Believing that Trump was elected president thanks to Russia is dangerous for the US and counterproductive for world stability. His election can, however, be explained without having to resort to nonsensical conspiracy theories.
The political establishment, the elites, the “intelligentsia” and the upper middle class have become increasingly more detached from the rest of society. Moreover, they are not the great majority and have lost authority and influence on certain segments of society, following economic shocks and disillusionments.
While communicating with Americans, one often hears the statement: “I don’t know anyone who could vote for Trump! I don’t know who elected him.” It is the same attitude displayed in the UK by the Britons who claim to have no clue who voted for Brexit; in France, by those who wonder who would vote for Marine Le Pen; and in the Netherlands, where some Dutch have no idea who are the 55 percent who might vote for the right-wing leader and for exit from the EU.
It is the same attitude, and situation, in all the countries where far-right populism is building momentum following the destructive impact of certain socio-economic factors.
Trump’s election was a purely American affair, the result of the disastrous policies of Barack Obama. Russia’s role in Trump’s election was nil. The only thing the US can accuse Russia of is that it is happy that Trump assumed power. But unconcealed and undeniable rejoicing expressed by a big part of the Russian public over Trump’s election is justified by the extreme fatigue previous confrontations and tensions had brought about.
Trump gave hope, which now seems to have been in vain, that a change in US-Russian relations could come about and that, at least, a dialogue of equals would take place.
Spreading panic among Americans is absurd. And that is what happens when one sees the stir about the Russian ambassador to the US, Sergey Kislyak, who is accused of meeting and having talks with US officials and being a Kremlin spy.
All those who have any contacts with Russian political or business circles are under fire, accused of being Kremlin agents.
What if Russia did the same? The US ambassador to Russia was ambassador to Ukraine shortly before the so-called Euromaidan, the upheaval that resulted in the coup d’état in Ukraine.
Russian fans of conspiracy theories believe that John F. Tefft was behind those dramatic events that have seriously damaged Russia’s interests. Russia’s conspiracy theorists accused him of paving the ground for the revolt that was allegedly sponsored by the State Department.

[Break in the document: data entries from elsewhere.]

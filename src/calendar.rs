use std::collections::BTreeSet;

use chrono::{Datelike, NaiveDate};
use serde::Serialize;

use crate::engine::AvailabilityError;

const MONTH_NAMES: [&str; 12] = [
    "January", "February", "March", "April", "May", "June", "July", "August", "September",
    "October", "November", "December",
];

#[derive(Debug, Clone, Copy, PartialEq, Eq, Serialize)]
#[serde(rename_all = "kebab-case")]
pub enum DayMark {
    Past,
    Booked,
    Selected,
    InRange,
    Open,
}

#[derive(Debug, Clone, Copy, PartialEq, Eq, Serialize)]
pub struct DayCell {
    pub date: NaiveDate,
    pub mark: DayMark,
}

impl DayCell {
    pub fn is_selectable(&self) -> bool {
        !matches!(self.mark, DayMark::Past | DayMark::Booked)
    }
}

/// Check-in/check-out currently picked in the widget.
#[derive(Debug, Clone, Copy, Default, PartialEq, Eq)]
pub struct Selection {
    pub check_in: Option<NaiveDate>,
    pub check_out: Option<NaiveDate>,
}

impl Selection {
    fn marks(&self, day: NaiveDate) -> Option<DayMark> {
        if self.check_in == Some(day) || self.check_out == Some(day) {
            return Some(DayMark::Selected);
        }
        match (self.check_in, self.check_out) {
            (Some(start), Some(end)) if start < day && day < end => Some(DayMark::InRange),
            _ => None,
        }
    }
}

/// One month of a Sunday-first calendar grid.
#[derive(Debug, Clone, PartialEq, Eq, Serialize)]
#[serde(rename_all = "camelCase")]
pub struct MonthView {
    pub year: i32,
    pub month: u32,
    /// Empty cells before day 1.
    pub leading_blanks: u32,
    pub days: Vec<DayCell>,
}

impl MonthView {
    pub fn build(
        year: i32,
        month: u32,
        booked: &BTreeSet<NaiveDate>,
        selection: &Selection,
        today: NaiveDate,
    ) -> Result<Self, AvailabilityError> {
        let first = NaiveDate::from_ymd_opt(year, month, 1)
            .ok_or(AvailabilityError::InvalidMonth { year, month })?;

        let days = first
            .iter_days()
            .take_while(|d| d.month() == month)
            .map(|date| {
                let mark = if date < today {
                    DayMark::Past
                } else if booked.contains(&date) {
                    DayMark::Booked
                } else {
                    selection.marks(date).unwrap_or(DayMark::Open)
                };
                DayCell { date, mark }
            })
            .collect();

        Ok(Self {
            year,
            month,
            leading_blanks: first.weekday().num_days_from_sunday(),
            days,
        })
    }

    pub fn title(&self) -> String {
        let name = (self.month as usize)
            .checked_sub(1)
            .and_then(|i| MONTH_NAMES.get(i))
            .copied()
            .unwrap_or("Unknown month");
        format!("{name} {}", self.year)
    }

    pub fn count(&self, mark: DayMark) -> usize {
        self.days.iter().filter(|c| c.mark == mark).count()
    }
}

/// Parse `YYYY-MM`.
pub fn parse_month(raw: &str) -> Result<(i32, u32), AvailabilityError> {
    let malformed = || AvailabilityError::MalformedDate {
        value: raw.to_string(),
    };
    let (y, m) = raw.trim().split_once('-').ok_or_else(malformed)?;
    let year: i32 = y.parse().map_err(|_| malformed())?;
    let month: u32 = m.parse().map_err(|_| malformed())?;
    if !(1..=12).contains(&month) {
        return Err(AvailabilityError::InvalidMonth { year, month });
    }
    Ok((year, month))
}

/// `None` when the year would leave the `i32` range.
pub fn next_month(year: i32, month: u32) -> Option<(i32, u32)> {
    if month >= 12 {
        year.checked_add(1).map(|y| (y, 1))
    } else {
        Some((year, month + 1))
    }
}

pub fn prev_month(year: i32, month: u32) -> Option<(i32, u32)> {
    if month <= 1 {
        year.checked_sub(1).map(|y| (y, 12))
    } else {
        Some((year, month - 1))
    }
}

#[cfg(test)]
mod tests {
    use super::*;
    use crate::day::parse_day;

    fn d(s: &str) -> NaiveDate {
        parse_day(s).unwrap()
    }

    fn mark_of(view: &MonthView, day: &str) -> DayMark {
        view.days.iter().find(|c| c.date == d(day)).unwrap().mark
    }

    #[test]
    fn february_leap_year_grid() {
        let view =
            MonthView::build(2024, 2, &BTreeSet::new(), &Selection::default(), d("2024-01-01"))
                .unwrap();
        assert_eq!(view.days.len(), 29);
        // 2024-02-01 is a Thursday.
        assert_eq!(view.leading_blanks, 4);
        assert_eq!(view.title(), "February 2024");
        assert_eq!(view.count(DayMark::Open), 29);
    }

    #[test]
    fn mark_precedence() {
        let booked: BTreeSet<_> = [d("2024-03-10"), d("2024-03-12")].into_iter().collect();
        let selection = Selection {
            check_in: Some(d("2024-03-08")),
            check_out: Some(d("2024-03-12")),
        };
        let view = MonthView::build(2024, 3, &booked, &selection, d("2024-03-09")).unwrap();

        assert_eq!(mark_of(&view, "2024-03-08"), DayMark::Past);
        assert_eq!(mark_of(&view, "2024-03-09"), DayMark::InRange);
        assert_eq!(mark_of(&view, "2024-03-10"), DayMark::Booked);
        assert_eq!(mark_of(&view, "2024-03-11"), DayMark::InRange);
        assert_eq!(mark_of(&view, "2024-03-12"), DayMark::Booked);
        assert_eq!(mark_of(&view, "2024-03-13"), DayMark::Open);
        assert_eq!(view.count(DayMark::Past), 8);
    }

    #[test]
    fn selected_ends_without_range() {
        let selection = Selection {
            check_in: Some(d("2024-03-20")),
            check_out: None,
        };
        let view =
            MonthView::build(2024, 3, &BTreeSet::new(), &selection, d("2024-03-01")).unwrap();
        assert_eq!(mark_of(&view, "2024-03-20"), DayMark::Selected);
        assert_eq!(view.count(DayMark::InRange), 0);
    }

    #[test]
    fn selectability() {
        let booked: BTreeSet<_> = [d("2024-03-15")].into_iter().collect();
        let view =
            MonthView::build(2024, 3, &booked, &Selection::default(), d("2024-03-10")).unwrap();
        let selectable: Vec<_> = view.days.iter().filter(|c| c.is_selectable()).collect();
        assert_eq!(selectable.len(), 31 - 9 - 1);
    }

    #[test]
    fn invalid_month_rejected() {
        assert_eq!(
            MonthView::build(2024, 13, &BTreeSet::new(), &Selection::default(), d("2024-01-01")),
            Err(AvailabilityError::InvalidMonth { year: 2024, month: 13 })
        );
        assert!(parse_month("2024-00").is_err());
        assert!(parse_month("March").is_err());
        assert_eq!(parse_month("2024-03"), Ok((2024, 3)));
    }

    #[test]
    fn month_navigation_rolls_over() {
        assert_eq!(next_month(2024, 12), Some((2025, 1)));
        assert_eq!(prev_month(2024, 1), Some((2023, 12)));
        assert_eq!(next_month(2024, 2), Some((2024, 3)));
    }

    #[test]
    fn month_navigation_stops_at_year_limits() {
        assert_eq!(next_month(i32::MAX, 12), None);
        assert_eq!(prev_month(i32::MIN, 1), None);
        assert_eq!(next_month(i32::MAX, 11), Some((i32::MAX, 12)));
    }

    #[test]
    fn title_of_hand_built_view_never_panics() {
        let mut view = MonthView {
            year: 2024,
            month: 0,
            leading_blanks: 0,
            days: Vec::new(),
        };
        assert_eq!(view.title(), "Unknown month 2024");
        view.month = 13;
        assert_eq!(view.title(), "Unknown month 2024");
        view.month = 12;
        assert_eq!(view.title(), "December 2024");
    }
}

Tefft is a frequent visitor to leading Russia’s think-tanks and research centers, participates in expert meetings and high-level discussions and conferences, as well as with representatives of the US Embassy staff.
Visits to the Ministry of Foreign Affairs and other state institutions are part of his daily routine as with any ambassador. He welcomes Russian experts to the embassy as well as representatives of political circles and opposition. He is very supportive of Russian opposition. Yet, there is no hysteria over all of this in the Russian media or political circles since most of these activities are part of the daily duties of any ambassador working in any country.

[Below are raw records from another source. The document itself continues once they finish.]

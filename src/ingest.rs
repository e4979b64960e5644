//! Booking snapshots from backend JSON.
//!
//! The REST backend returns bookings in two envelopes (admin and guest) and
//! the front-end keeps a flat record form. All three decode here into
//! [`Booking`] values with validated calendar days.

use std::path::Path;

use serde::Deserialize;
use tracing::{info, warn};

use crate::config::{Config, MalformedDatePolicy};
use crate::day::{inclusive_len, parse_day};
use crate::engine::AvailabilityError;
use crate::limits::*;
use crate::model::*;
use crate::observability::{BOOKINGS_LOADED_TOTAL, RECORDS_SKIPPED_TOTAL};

// ── Wire shapes ──────────────────────────────────────────────────

#[derive(Debug, Clone, Deserialize)]
#[serde(rename_all = "camelCase")]
pub struct PropertySummary {
    pub id: String,
    #[serde(default)]
    pub name: Option<String>,
}

/// Room entry of a booking response: line items carry `roomId`, plain rooms `id`.
#[derive(Debug, Clone, Deserialize)]
#[serde(untagged)]
pub enum RoomRef {
    LineItem {
        #[serde(rename = "roomId")]
        room_id: String,
    },
    Room {
        id: String,
    },
}

impl RoomRef {
    fn into_id(self) -> String {
        match self {
            RoomRef::LineItem { room_id } => room_id,
            RoomRef::Room { id } => id,
        }
    }
}

fn room_ids(rooms: Option<Vec<RoomRef>>) -> Vec<String> {
    rooms.unwrap_or_default().into_iter().map(RoomRef::into_id).collect()
}

#[derive(Debug, Clone, Deserialize)]
#[serde(rename_all = "camelCase")]
pub struct BookingAdminResponse {
    pub booking_id: String,
    pub property: PropertySummary,
    /// Absent and `null` both mean no rooms.
    #[serde(default)]
    pub rooms: Option<Vec<RoomRef>>,
    #[serde(default)]
    pub reference_id: Option<String>,
    pub check_in_date: String,
    pub check_out_date: String,
    pub status: BookingStatus,
}

#[derive(Debug, Clone, Deserialize)]
#[serde(rename_all = "camelCase")]
pub struct BookingGuestResponse {
    pub property: PropertySummary,
    #[serde(default)]
    pub rooms: Option<Vec<RoomRef>>,
    #[serde(default)]
    pub reference_id: Option<String>,
    pub check_in_date: String,
    pub check_out_date: String,
    pub status: BookingStatus,
    /// Guests never see the booking UUID; the token identifies the booking.
    pub token: String,
}

/// Flat booking as kept in front-end state.
#[derive(Debug, Clone, Deserialize)]
#[serde(rename_all = "camelCase")]
pub struct BookingRecord {
    pub id: String,
    #[serde(default)]
    pub reference_id: Option<String>,
    pub property_id: String,
    #[serde(default)]
    pub room_ids: Option<Vec<String>>,
    pub check_in: String,
    pub check_out: String,
    pub status: BookingStatus,
}

/// Any accepted booking shape. Admin is tried first since it is the only one
/// carrying `bookingId`.
#[derive(Debug, Clone, Deserialize)]
#[serde(untagged)]
pub enum BookingPayload {
    Admin(BookingAdminResponse),
    Guest(BookingGuestResponse),
    Record(BookingRecord),
}

struct RawBooking {
    id: String,
    reference_id: Option<String>,
    property_id: String,
    room_ids: Vec<String>,
    check_in: String,
    check_out: String,
    status: BookingStatus,
}

impl From<BookingPayload> for RawBooking {
    fn from(payload: BookingPayload) -> Self {
        match payload {
            BookingPayload::Admin(b) => RawBooking {
                id: b.booking_id,
                reference_id: b.reference_id,
                property_id: b.property.id,
                room_ids: room_ids(b.rooms),
                check_in: b.check_in_date,
                check_out: b.check_out_date,
                status: b.status,
            },
            BookingPayload::Guest(b) => RawBooking {
                id: b.token,
                reference_id: b.reference_id,
                property_id: b.property.id,
                room_ids: room_ids(b.rooms),
                check_in: b.check_in_date,
                check_out: b.check_out_date,
                status: b.status,
            },
            BookingPayload::Record(b) => RawBooking {
                id: b.id,
                reference_id: b.reference_id,
                property_id: b.property_id,
                room_ids: b.room_ids.unwrap_or_default(),
                check_in: b.check_in,
                check_out: b.check_out,
                status: b.status,
            },
        }
    }
}

impl TryFrom<BookingPayload> for Booking {
    type Error = AvailabilityError;

    fn try_from(payload: BookingPayload) -> Result<Self, Self::Error> {
        let raw = RawBooking::from(payload);
        if raw.id.len() > MAX_ID_LEN
            || raw.property_id.len() > MAX_ID_LEN
            || raw.room_ids.iter().any(|r| r.len() > MAX_ID_LEN)
        {
            return Err(AvailabilityError::LimitExceeded("identifier too long"));
        }
        if raw.room_ids.len() > MAX_ROOMS_PER_REQUEST {
            return Err(AvailabilityError::LimitExceeded("too many rooms on booking"));
        }

        let check_in = parse_day(&raw.check_in)?;
        let check_out = parse_day(&raw.check_out)?;
        if inclusive_len(check_in, check_out) > MAX_STAY_DAYS {
            return Err(AvailabilityError::LimitExceeded("stay too long"));
        }

        Ok(Booking {
            id: BookingId(raw.id),
            reference_id: raw.reference_id,
            property_id: PropertyId(raw.property_id),
            room_ids: raw.room_ids.into_iter().map(RoomId).collect(),
            check_in,
            check_out,
            status: raw.status,
        })
    }
}

// ── Snapshot ─────────────────────────────────────────────────────

/// Immutable booking collection handed to the engine.
#[derive(Debug, Clone, Default, PartialEq, Eq)]
pub struct Snapshot {
    bookings: Vec<Booking>,
    skipped: usize,
}

impl Snapshot {
    pub fn new(bookings: Vec<Booking>) -> Self {
        Self {
            bookings,
            skipped: 0,
        }
    }

    /// Decode a JSON array of booking payloads.
    pub fn from_json(json: &str, config: &Config) -> Result<Self, AvailabilityError> {
        let payloads: Vec<BookingPayload> = serde_json::from_str(json)?;
        Self::from_payloads(payloads, config)
    }

    pub fn from_payloads(
        payloads: Vec<BookingPayload>,
        config: &Config,
    ) -> Result<Self, AvailabilityError> {
        if payloads.len() > MAX_SNAPSHOT_BOOKINGS {
            return Err(AvailabilityError::LimitExceeded("too many bookings in snapshot"));
        }

        let mut bookings = Vec::with_capacity(payloads.len());
        let mut skipped = 0usize;
        for (index, payload) in payloads.into_iter().enumerate() {
            match Booking::try_from(payload) {
                Ok(booking) => bookings.push(booking),
                Err(AvailabilityError::MalformedDate { value })
                    if config.malformed_dates == MalformedDatePolicy::AssumeAvailable =>
                {
                    warn!("skipping booking #{index}: malformed date {value:?}");
                    skipped += 1;
                }
                Err(e) => return Err(e),
            }
        }

        metrics::counter!(BOOKINGS_LOADED_TOTAL).increment(bookings.len() as u64);
        if skipped > 0 {
            metrics::counter!(RECORDS_SKIPPED_TOTAL).increment(skipped as u64);
        }
        Ok(Self { bookings, skipped })
    }

    pub fn load(path: &Path, config: &Config) -> Result<Self, AvailabilityError> {
        let json = std::fs::read_to_string(path)?;
        let snapshot = Self::from_json(&json, config)?;
        info!(
            "loaded {} bookings from {} ({} skipped)",
            snapshot.bookings.len(),
            path.display(),
            snapshot.skipped
        );
        Ok(snapshot)
    }

    pub fn bookings(&self) -> &[Booking] {
        &self.bookings
    }

    /// Records dropped under [`MalformedDatePolicy::AssumeAvailable`].
    pub fn skipped(&self) -> usize {
        self.skipped
    }

    pub fn len(&self) -> usize {
        self.bookings.len()
    }

    pub fn is_empty(&self) -> bool {
        self.bookings.is_empty()
    }
}

#[cfg(test)]
mod tests {
    use super::*;

    fn lenient() -> Config {
        Config {
            malformed_dates: MalformedDatePolicy::AssumeAvailable,
            ..Config::default()
        }
    }

    #[test]
    fn admin_response_uses_booking_id() {
        let json = r#"[{
            "bookingId": "4f1c2a",
            "property": { "id": "prop-1", "name": "Sea View" },
            "rooms": [{ "roomId": "R1", "lineTotal": 120 }, { "roomId": "R2" }],
            "referenceId": "GH-2024-007",
            "checkInDate": "2024-10-10",
            "checkOutDate": "2024-10-12",
            "status": "confirmed",
            "token": "tok-9",
            "isPaid": true
        }]"#;
        let snapshot = Snapshot::from_json(json, &Config::default()).unwrap();
        let b = &snapshot.bookings()[0];
        assert_eq!(b.id, BookingId::from("4f1c2a"));
        assert_eq!(b.property_id, PropertyId::from("prop-1"));
        assert_eq!(b.room_ids, vec![RoomId::from("R1"), RoomId::from("R2")]);
        assert_eq!(b.reference_id.as_deref(), Some("GH-2024-007"));
        assert_eq!(b.status, BookingStatus::Confirmed);
    }

    #[test]
    fn guest_response_uses_token() {
        let json = r#"[{
            "property": { "id": "prop-1" },
            "rooms": [{ "id": "R3" }],
            "checkInDate": "2024-10-10T00:00:00",
            "checkOutDate": "2024-10-12",
            "status": "pending",
            "token": "guest-token"
        }]"#;
        let snapshot = Snapshot::from_json(json, &Config::default()).unwrap();
        let b = &snapshot.bookings()[0];
        assert_eq!(b.id, BookingId::from("guest-token"));
        assert_eq!(b.room_ids, vec![RoomId::from("R3")]);
        assert_eq!(b.check_in.to_string(), "2024-10-10");
    }

    #[test]
    fn null_rooms_decode_as_empty() {
        let json = r#"[
            { "bookingId": "4f1c2a", "property": { "id": "prop-1" }, "rooms": null,
              "checkInDate": "2024-10-10", "checkOutDate": "2024-10-12",
              "status": "confirmed", "token": "tok-9" },
            { "property": { "id": "prop-1" }, "rooms": null,
              "checkInDate": "2024-10-10", "checkOutDate": "2024-10-12",
              "status": "pending", "token": "guest-token" },
            { "id": "b-1", "propertyId": "prop-1", "roomIds": null,
              "checkIn": "2024-10-10", "checkOut": "2024-10-12", "status": "pending" }
        ]"#;
        let snapshot = Snapshot::from_json(json, &Config::default()).unwrap();
        let ids: Vec<&str> = snapshot.bookings().iter().map(|b| b.id.as_str()).collect();
        // The admin record must not fall through to the guest shape.
        assert_eq!(ids, vec!["4f1c2a", "guest-token", "b-1"]);
        assert!(snapshot.bookings().iter().all(|b| b.room_ids.is_empty()));
    }

    #[test]
    fn flat_record_accepted() {
        let json = r#"[{
            "id": "b-1",
            "propertyId": "prop-1",
            "roomIds": ["R1"],
            "checkIn": "2024-02-15",
            "checkOut": "2024-02-18",
            "status": "expired",
            "guestName": "A. Guest"
        }]"#;
        let snapshot = Snapshot::from_json(json, &Config::default()).unwrap();
        assert_eq!(snapshot.len(), 1);
        assert_eq!(snapshot.bookings()[0].status, BookingStatus::Expired);
    }

    #[test]
    fn malformed_date_rejected_by_default() {
        let json = r#"[{
            "id": "b-1", "propertyId": "p", "roomIds": ["R1"],
            "checkIn": "2024-02-31", "checkOut": "2024-03-02", "status": "pending"
        }]"#;
        let err = Snapshot::from_json(json, &Config::default()).unwrap_err();
        assert_eq!(
            err,
            AvailabilityError::MalformedDate {
                value: "2024-02-31".into()
            }
        );
    }

    #[test]
    fn malformed_date_skipped_when_lenient() {
        let json = r#"[
            { "id": "b-1", "propertyId": "p", "roomIds": ["R1"],
              "checkIn": "soon", "checkOut": "2024-03-02", "status": "pending" },
            { "id": "b-2", "propertyId": "p", "roomIds": ["R1"],
              "checkIn": "2024-03-05", "checkOut": "2024-03-06", "status": "pending" }
        ]"#;
        let snapshot = Snapshot::from_json(json, &lenient()).unwrap();
        assert_eq!(snapshot.len(), 1);
        assert_eq!(snapshot.skipped(), 1);
        assert_eq!(snapshot.bookings()[0].id, BookingId::from("b-2"));
    }

    #[test]
    fn unknown_status_is_a_json_error() {
        let json = r#"[{ "id": "b-1", "propertyId": "p", "roomIds": [],
            "checkIn": "2024-03-01", "checkOut": "2024-03-02", "status": "checked_in" }]"#;
        assert!(matches!(
            Snapshot::from_json(json, &lenient()),
            Err(AvailabilityError::Json(_))
        ));
    }

    #[test]
    fn overlong_stay_rejected_under_any_policy() {
        let json = r#"[{ "id": "b-1", "propertyId": "p", "roomIds": ["R1"],
            "checkIn": "2000-01-01", "checkOut": "2030-01-01", "status": "pending" }]"#;
        assert_eq!(
            Snapshot::from_json(json, &lenient()).unwrap_err(),
            AvailabilityError::LimitExceeded("stay too long")
        );
    }

    #[test]
    fn reversed_stay_is_kept() {
        let json = r#"[{ "id": "b-1", "propertyId": "p", "roomIds": ["R1"],
            "checkIn": "2024-03-05", "checkOut": "2024-03-01", "status": "pending" }]"#;
        assert_eq!(Snapshot::from_json(json, &Config::default()).unwrap().len(), 1);
    }
}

An ambassador’s duty is to communicate, look for opportunities for cooperation, get information to deliver to his home country, etc. The same applies to the circle of experts on both sides who are communicating and cooperating in order to take their countries away from confrontation through building cooperation and allowing a free exchange of ideas. There are several regular formats and individuals actively working on the US-Russia track. It was always like this, even in times of heightened political confrontation.

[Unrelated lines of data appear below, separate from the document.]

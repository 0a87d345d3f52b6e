//! Plain-text life expectancy table loader
//!
//! Reads rows of `age male female` separated by tabs or spaces. Lines starting
//! with `#` and blank lines are skipped; a `# source: ...` comment names where
//! the figures come from.

use csv::{ReaderBuilder, Trim};
use log::debug;
use std::collections::BTreeMap;
use std::fs::File;
use std::io::{BufReader, Read};
use std::path::Path;

use super::{embedded, LifeExpectancyTable};
use crate::error::TableError;

/// Parse a table from any reader
pub fn parse_table<R: Read>(mut reader: R, data_year: u16) -> Result<LifeExpectancyTable, TableError> {
    let mut text = String::new();
    reader.read_to_string(&mut text)?;
    let source = source_label(&text);

    let mut reader = ReaderBuilder::new()
        .has_headers(false)
        .delimiter(b'\t')
        .comment(Some(b'#'))
        .flexible(true)
        .trim(Trim::All)
        .from_reader(text.as_bytes());

    let mut rows: BTreeMap<u32, (f64, f64)> = BTreeMap::new();

    for result in reader.records() {
        let record = result.map_err(|e| TableError::malformed(error_line(&e), e.to_string()))?;
        let line = record.position().map(|p| p.line()).unwrap_or(0);

        let fields: Vec<&str> = record.iter().flat_map(str::split_whitespace).collect();
        if fields.is_empty() {
            continue;
        }
        let [age, male, female] = fields.as_slice() else {
            return Err(TableError::malformed(
                line,
                format!("expected 3 fields (age, male, female), found {}", fields.len()),
            ));
        };

        let age: u32 = age
            .parse()
            .map_err(|e| TableError::malformed(line, format!("failed to parse age '{}': {}", age, e)))?;
        let male: f64 = male.parse().map_err(|e| {
            TableError::malformed(line, format!("failed to parse male life expectancy '{}': {}", male, e))
        })?;
        let female: f64 = female.parse().map_err(|e| {
            TableError::malformed(line, format!("failed to parse female life expectancy '{}': {}", female, e))
        })?;

        if rows.insert(age, (male, female)).is_some() {
            return Err(TableError::malformed(line, format!("duplicate entry for age {}", age)));
        }
    }

    // Ages must run from 0 without gaps
    let mut years = Vec::with_capacity(rows.len());
    for (expected, (age, values)) in rows.into_iter().enumerate() {
        if age != expected as u32 {
            return Err(TableError::MissingAge { age: expected as u32 });
        }
        years.push(values);
    }

    let mut table = LifeExpectancyTable::from_rows(data_year, years)?;
    if let Some(source) = source {
        table = table.with_source(source);
    }
    debug!(
        "Loaded {} life expectancy table with ages 0..={} from {}",
        data_year,
        table.max_age(),
        table.source()
    );
    Ok(table)
}

/// Text of the first `# source:` comment, if any
fn source_label(text: &str) -> Option<String> {
    text.lines()
        .filter_map(|line| line.trim_start().strip_prefix('#'))
        .find_map(|comment| comment.trim_start().strip_prefix("source:"))
        .map(|label| label.trim().to_string())
        .filter(|label| !label.is_empty())
}

/// Load the embedded table for `year`
pub fn load_embedded(year: u16) -> Result<LifeExpectancyTable, TableError> {
    let text = embedded::source(year).ok_or_else(|| TableError::UnknownDataYear {
        year,
        available: embedded::available_years(),
    })?;
    parse_table(text.as_bytes(), year)
}

/// Load a table from a file on disk
pub fn load_from_path(path: &Path, data_year: u16) -> Result<LifeExpectancyTable, TableError> {
    debug!("Reading life expectancy table from {}", path.display());
    let file = File::open(path)?;
    parse_table(BufReader::new(file), data_year)
}

fn error_line(error: &csv::Error) -> u64 {
    error.position().map(|p| p.line()).unwrap_or(0)
}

The hysteria over Russia’s ambassador to the US and high-level Americans having contacts with Russian counterparts brought the possibility of ameliorating the Russia-US ties to an absolute impasse.
Political entities actually risk their careers for meeting or being in contact with Russian officials and risk being investigated for concealing the meetings.
“How much Putin in Trump?” is literally the main concern of the media and political establishment.
Trump has to use metaphors and speak obliquely on any subject in any way related to Russia.
Any attempt by the Trump administration to decrease tension with Russia will most likely be taken by the media and opposing political circles as political treason and form the basis for impeachment; if that happens, the country will plunge into a deeper political crisis and the world will be pushed to extreme uncertainty.
The possible coverage and the impact of a hypothetical meeting between Putin and Trump, which will have to take place sometime in the future, produces shivers in the present environment.
In such circumstances, all hopes to ease tension between the two powers are vanishing. Continuing the confrontation serves neither the interests of the two powers nor of the world at large. The international community is facing enormous challenges; in order to face them, it should stay united.
The Middle East needs Moscow’s and Washington’s cooperation to successfully fight terrorism and to address the rising conflicts among regional powers and forces. A confrontation between the global powers only plays into the hands of destructive forces and pushes the world closer to a fatal collapse. The unjustified paranoia in the US will thus cost the world dearly.
*Maria Dubovikova is a prominent political commentator, researcher and expert on Middle East affairs. She is president of the Moscow-based International Middle Eastern Studies Club (IMESClub). She can be reached on Twitter: @politblogme.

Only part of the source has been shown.